LLM Insight Tracker

新基准挑战:PRBench/RealChart2Code/Qworld/CUA/ARC-AGI-3/Terminal 2.0 + GEditBench v2 + MESNA + MLPerf v6.0 + YC-Bench + Vision2Web/VideoZeroBench + BizGenEval/VOID + HF top papers + agent metrics + VLM limits + base LLM math gen fails + llmtester/ClawArena/LIBERO-Para

新基准挑战:PRBench/RealChart2Code/Qworld/CUA/ARC-AGI-3/Terminal 2.0 + GEditBench v2 + MESNA + MLPerf v6.0 + YC-Bench + Vision2Web/VideoZeroBench + BizGenEval/VOID + HF top papers + agent metrics + VLM limits + base LLM math gen fails + llmtester/ClawArena/LIBERO-Para

Key Questions

What does PRBench test in AI agents?

PRBench evaluates end-to-end paper reproduction in physics research. It exposes failures in agent physics repro tasks as of Mar 2026.

What is ARC-AGI-3's performance level?

ARC-AGI-3 scores are low at 0.37% for top models like GPT-5.4. It challenges generalization in new benchmarks.

What limitation do VLMs show per recent studies?
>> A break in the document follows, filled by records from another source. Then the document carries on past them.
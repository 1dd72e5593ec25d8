//! Queue records for the scheduler.

use crate::fiber::Fiber;

/// What a queue record runs: a bare callback, materialized into a fiber by
/// the claiming worker, or an existing fiber. The two are mutually
/// exclusive by construction.
pub(crate) enum TaskPayload {
    Callback(Box<dyn FnOnce() + Send + 'static>),
    Fiber(Fiber),
}

/// One entry in the scheduler's run queue.
pub(crate) struct ScheduledTask {
    pub(crate) payload: TaskPayload,
    /// Worker index this task is pinned to; `None` means any worker.
    pub(crate) thread: Option<usize>,
}

impl ScheduledTask {
    pub(crate) fn from_callback(
        callback: Box<dyn FnOnce() + Send + 'static>,
        thread: Option<usize>,
    ) -> Self {
        Self {
            payload: TaskPayload::Callback(callback),
            thread,
        }
    }

    pub(crate) fn from_fiber(fiber: Fiber, thread: Option<usize>) -> Self {
        Self {
            payload: TaskPayload::Fiber(fiber),
            thread,
        }
    }
}

// SAFETY: `Fiber` is not `Send` because a resumed fiber's stack can hold
// thread-bound state. Fiber payloads enter this queue in exactly two ways:
// never resumed (no stack state exists yet), or re-enqueued pinned to the
// worker index that already ran them, in which case they are only ever
// handed back to that same thread. Callback payloads are `Send` by bound.
unsafe impl Send for ScheduledTask {}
VLMs ignore visual details in favor of semantic anchors. They prioritize words over pure visuals.

What is BizGenEval?

BizGenEval is a benchmark for commercial visual content generation. It systematically tests generation quality.
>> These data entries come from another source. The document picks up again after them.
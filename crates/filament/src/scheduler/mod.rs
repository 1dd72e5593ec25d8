//! N:M cooperative scheduler.
//!
//! Distributes callbacks and fibers over a pool of worker threads, with
//! optional participation of the caller's thread and per-task worker
//! affinity.

mod task;
#[allow(clippy::module_inception)]
mod scheduler;

pub use scheduler::{Scheduler, SchedulerError, SchedulerHandle};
How do base LLMs perform on generalization math?

Base LLMs fail on zero-shot generalization-focused math without TTA, per @GaryMarcus and @fchollet. They lack fluid intelligence.

What is VOID benchmark?

VOID tests video object and interaction deletion. It evaluates multimodal editing capabilities.
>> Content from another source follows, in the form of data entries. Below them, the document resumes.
// ICT Parser - core/export.rs
//
// CSV export of aggregated rows (with UL/LL/TOL trailer rows) and of the
// failures log, plus a JSON dump of the whole aggregate.
// Core layer: writes to any Write trait object.

use crate::core::model::{AggregateResult, FailureEntry, Limits, RowRecord};
use crate::util::constants;
use crate::util::error::ExportError;
use std::collections::BTreeMap;
use std::io::Write;
use std::path::Path;

/// CSV writer shared by both exports. Records end in CRLF, and trailer rows
/// may be shorter than the header when fewer than two columns are requested.
fn csv_writer<W: Write>(writer: W) -> csv::Writer<W> {
    csv::WriterBuilder::new()
        .flexible(true)
        .terminator(csv::Terminator::CRLF)
        .from_writer(writer)
}

/// Export rows under the given columns, followed by the UL, LL, and TOL
/// trailer rows.
///
/// `columns` may be any subset and order of the aggregated columns as long as
/// the two identity columns come first; the trailers skip them. A column a
/// row has no value for is written empty. Returns the number of data rows.
pub fn write_table<W, S>(
    columns: &[S],
    rows: &[RowRecord],
    limits: &BTreeMap<String, Limits>,
    writer: W,
    export_path: &Path,
) -> Result<usize, ExportError>
where
    W: Write,
    S: AsRef<str>,
{
    let csv_err = |e| ExportError::Csv {
        path: export_path.to_path_buf(),
        source: e,
    };
    let mut csv_writer = csv_writer(writer);

    csv_writer
        .write_record(columns.iter().map(|col| col.as_ref()))
        .map_err(csv_err)?;

    let mut count = 0;
    for row in rows {
        csv_writer
            .write_record(
                columns
                    .iter()
                    .map(|col| row.get(col.as_ref()).unwrap_or("")),
            )
            .map_err(csv_err)?;
        count += 1;
    }

    let measured = || {
        columns
            .iter()
            .skip(constants::IDENTITY_COLUMNS.len())
            .map(|col| limits.get(col.as_ref()))
    };
    let trailer = |label: &str, cells: Vec<String>| {
        let mut record = vec![String::new(), label.to_string()];
        record.extend(cells);
        record
    };

    let upper = measured()
        .map(|l| l.map(|l| l.upper.clone()).unwrap_or_default())
        .collect();
    let lower = measured()
        .map(|l| l.map(|l| l.lower.clone()).unwrap_or_default())
        .collect();
    let tolerance = measured()
        .map(|l| {
            l.and_then(Limits::tolerance)
                .map(format_float)
                .unwrap_or_default()
        })
        .collect();

    csv_writer
        .write_record(trailer(constants::UPPER_LIMIT_LABEL, upper))
        .map_err(csv_err)?;
    csv_writer
        .write_record(trailer(constants::LOWER_LIMIT_LABEL, lower))
        .map_err(csv_err)?;
    csv_writer
        .write_record(trailer(constants::TOLERANCE_LABEL, tolerance))
        .map_err(csv_err)?;

    csv_writer.flush().map_err(|e| ExportError::Io {
        path: export_path.to_path_buf(),
        source: e,
    })?;

    tracing::debug!(
        path = %export_path.display(),
        columns = columns.len(),
        rows = count,
        "Table written"
    );

    Ok(count)
}

/// Export failures as `File,Block,Test,Value`, in stored order.
pub fn write_failures<W: Write>(
    failures: &[FailureEntry],
    writer: W,
    export_path: &Path,
) -> Result<usize, ExportError> {
    let csv_err = |e| ExportError::Csv {
        path: export_path.to_path_buf(),
        source: e,
    };
    let mut csv_writer = csv_writer(writer);

    csv_writer
        .write_record(constants::FAILURES_HEADER)
        .map_err(csv_err)?;

    let mut count = 0;
    for failure in failures {
        let file = failure.source_file.display().to_string();
        csv_writer
            .write_record([
                file.as_str(),
                failure.block.as_str(),
                failure.test.as_str(),
                failure.value.as_str(),
            ])
            .map_err(csv_err)?;
        count += 1;
    }

    csv_writer.flush().map_err(|e| ExportError::Io {
        path: export_path.to_path_buf(),
        source: e,
    })?;

    Ok(count)
}

/// Export the whole aggregate (columns, rows, limits, failures) as JSON.
pub fn write_json<W: Write>(
    result: &AggregateResult,
    mut writer: W,
    export_path: &Path,
) -> Result<(), ExportError> {
    serde_json::to_writer_pretty(&mut writer, result).map_err(|e| ExportError::Json {
        path: export_path.to_path_buf(),
        source: e,
    })?;
    writer.flush().map_err(|e| ExportError::Io {
        path: export_path.to_path_buf(),
        source: e,
    })
}

/// Render a float in the report format: shortest round-trip
/// digits, a trailing `.0` on integral values, and `e+NN`/`e-NN` exponents.
pub fn format_float(value: f64) -> String {
    if value.is_nan() {
        return "nan".to_string();
    }
    if value.is_infinite() {
        return if value > 0.0 { "inf" } else { "-inf" }.to_string();
    }
    let debug = format!("{value:?}");
    match debug.split_once('e') {
        Some((mantissa, exponent)) => {
            let (sign, digits) = match exponent.strip_prefix('-') {
                Some(digits) => ('-', digits),
                None => ('+', exponent),
            };
            format!("{mantissa}e{sign}{digits:0>2}")
        }
        None => debug,
    }
}

#[cfg(test)]
mod tests {
    use super::*;
    use crate::core::model::LogRecord;
    use std::path::PathBuf;

    fn row(tester: &str, serial: &str, values: &[(&str, &str)]) -> RowRecord {
        let mut record = LogRecord {
            tester: Some(tester.to_string()),
            serial: Some(serial.to_string()),
            ..Default::default()
        };
        for (k, v) in values {
            record.measurements.insert(k.to_string(), v.to_string());
        }
        RowRecord::from_record(&record)
    }

    fn read_back(buf: &[u8]) -> Vec<Vec<String>> {
        csv::ReaderBuilder::new()
            .has_headers(false)
            .flexible(true)
            .from_reader(buf)
            .records()
            .map(|r| r.unwrap().iter().map(str::to_string).collect())
            .collect()
    }

    #[test]
    fn test_table_export() {
        let columns = ["Tester", "Serial", "R1", "TEMP"];
        let rows = vec![
            row("T1", "S1", &[("TEMP", "23.5"), ("R1", "100")]),
            row("T1", "S2", &[("R1", "101")]),
        ];
        let mut limits = BTreeMap::new();
        limits.insert("TEMP".to_string(), Limits::new("30", "10"));
        limits.insert("R1".to_string(), Limits::new("", "90"));

        let mut buf = Vec::new();
        let count =
            write_table(&columns, &rows, &limits, &mut buf, &PathBuf::from("out.csv")).unwrap();
        assert_eq!(count, 2);

        let records = read_back(&buf);
        assert_eq!(
            records,
            vec![
                vec!["Tester", "Serial", "R1", "TEMP"],
                vec!["T1", "S1", "100", "23.5"],
                vec!["T1", "S2", "101", ""],
                vec!["", "UL", "", "30"],
                vec!["", "LL", "90", "10"],
                vec!["", "TOL", "", "20.0"],
            ]
        );
        assert!(String::from_utf8(buf).unwrap().contains("\r\n"));
    }

    #[test]
    fn test_header_round_trips_custom_order() {
        let columns = vec![
            "Tester".to_string(),
            "Serial".to_string(),
            "Z, quoted".to_string(),
            "A".to_string(),
        ];
        let mut buf = Vec::new();
        write_table(
            &columns,
            &[],
            &BTreeMap::new(),
            &mut buf,
            &PathBuf::from("out.csv"),
        )
        .unwrap();
        let records = read_back(&buf);
        assert_eq!(records[0], columns);
        assert_eq!(records.len(), 4);
    }

    #[test]
    fn test_tolerance_cells() {
        let columns = ["Tester", "Serial", "A", "B", "C"];
        let mut limits = BTreeMap::new();
        limits.insert("A".to_string(), Limits::new("5.0", "1.0"));
        limits.insert("B".to_string(), Limits::new("", "1.0"));
        limits.insert("C".to_string(), Limits::new("high", "1.0"));

        let mut buf = Vec::new();
        write_table(&columns, &[], &limits, &mut buf, &PathBuf::from("out.csv")).unwrap();
        let records = read_back(&buf);
        assert_eq!(records.last().unwrap(), &vec!["", "TOL", "4.0", "", ""]);
    }

    #[test]
    fn test_failures_export() {
        let failures = vec![
            FailureEntry {
                source_file: PathBuf::from("b.log"),
                block: "TEMP".to_string(),
                test: "TEMP".to_string(),
                value: "50".to_string(),
            },
            FailureEntry {
                source_file: PathBuf::from("a.log"),
                block: "U5".to_string(),
                test: "U5_GND".to_string(),
                value: "0.25".to_string(),
            },
        ];
        let mut buf = Vec::new();
        let count = write_failures(&failures, &mut buf, &PathBuf::from("f.csv")).unwrap();
        assert_eq!(count, 2);
        assert_eq!(
            read_back(&buf),
            vec![
                vec!["File", "Block", "Test", "Value"],
                vec!["b.log", "TEMP", "TEMP", "50"],
                vec!["a.log", "U5", "U5_GND", "0.25"],
            ]
        );
    }

    #[test]
    fn test_json_export() {
        let result = AggregateResult::default();
        let mut buf = Vec::new();
        write_json(&result, &mut buf, &PathBuf::from("out.json")).unwrap();
        let output = String::from_utf8(buf).unwrap();
        assert!(output.contains("\"Tester\""));
        assert!(output.contains("\"failures\""));
    }

    #[test]
    fn test_format_float() {
        assert_eq!(format_float(4.0), "4.0");
        assert_eq!(format_float(-2.0), "-2.0");
        assert_eq!(format_float(0.5), "0.5");
        assert_eq!(format_float(3.6 - 3.0), "0.6000000000000001");
        assert_eq!(format_float(f64::NAN), "nan");
        assert_eq!(format_float(f64::NEG_INFINITY), "-inf");
    }
}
What are key new agent benchmarks mentioned?

New benchmarks include CUA, Terminal 2.0, GEditBench v2, MESNA (GPT-5.4 at 150IQ), and MLPerf v6.0. They measure agent ROI and HITL.

What does Agentic-MME reveal about multimodal agents?

Agentic-MME shows limits in VLM visuals vs. semantics. It benchmarks multimodal agent capabilities.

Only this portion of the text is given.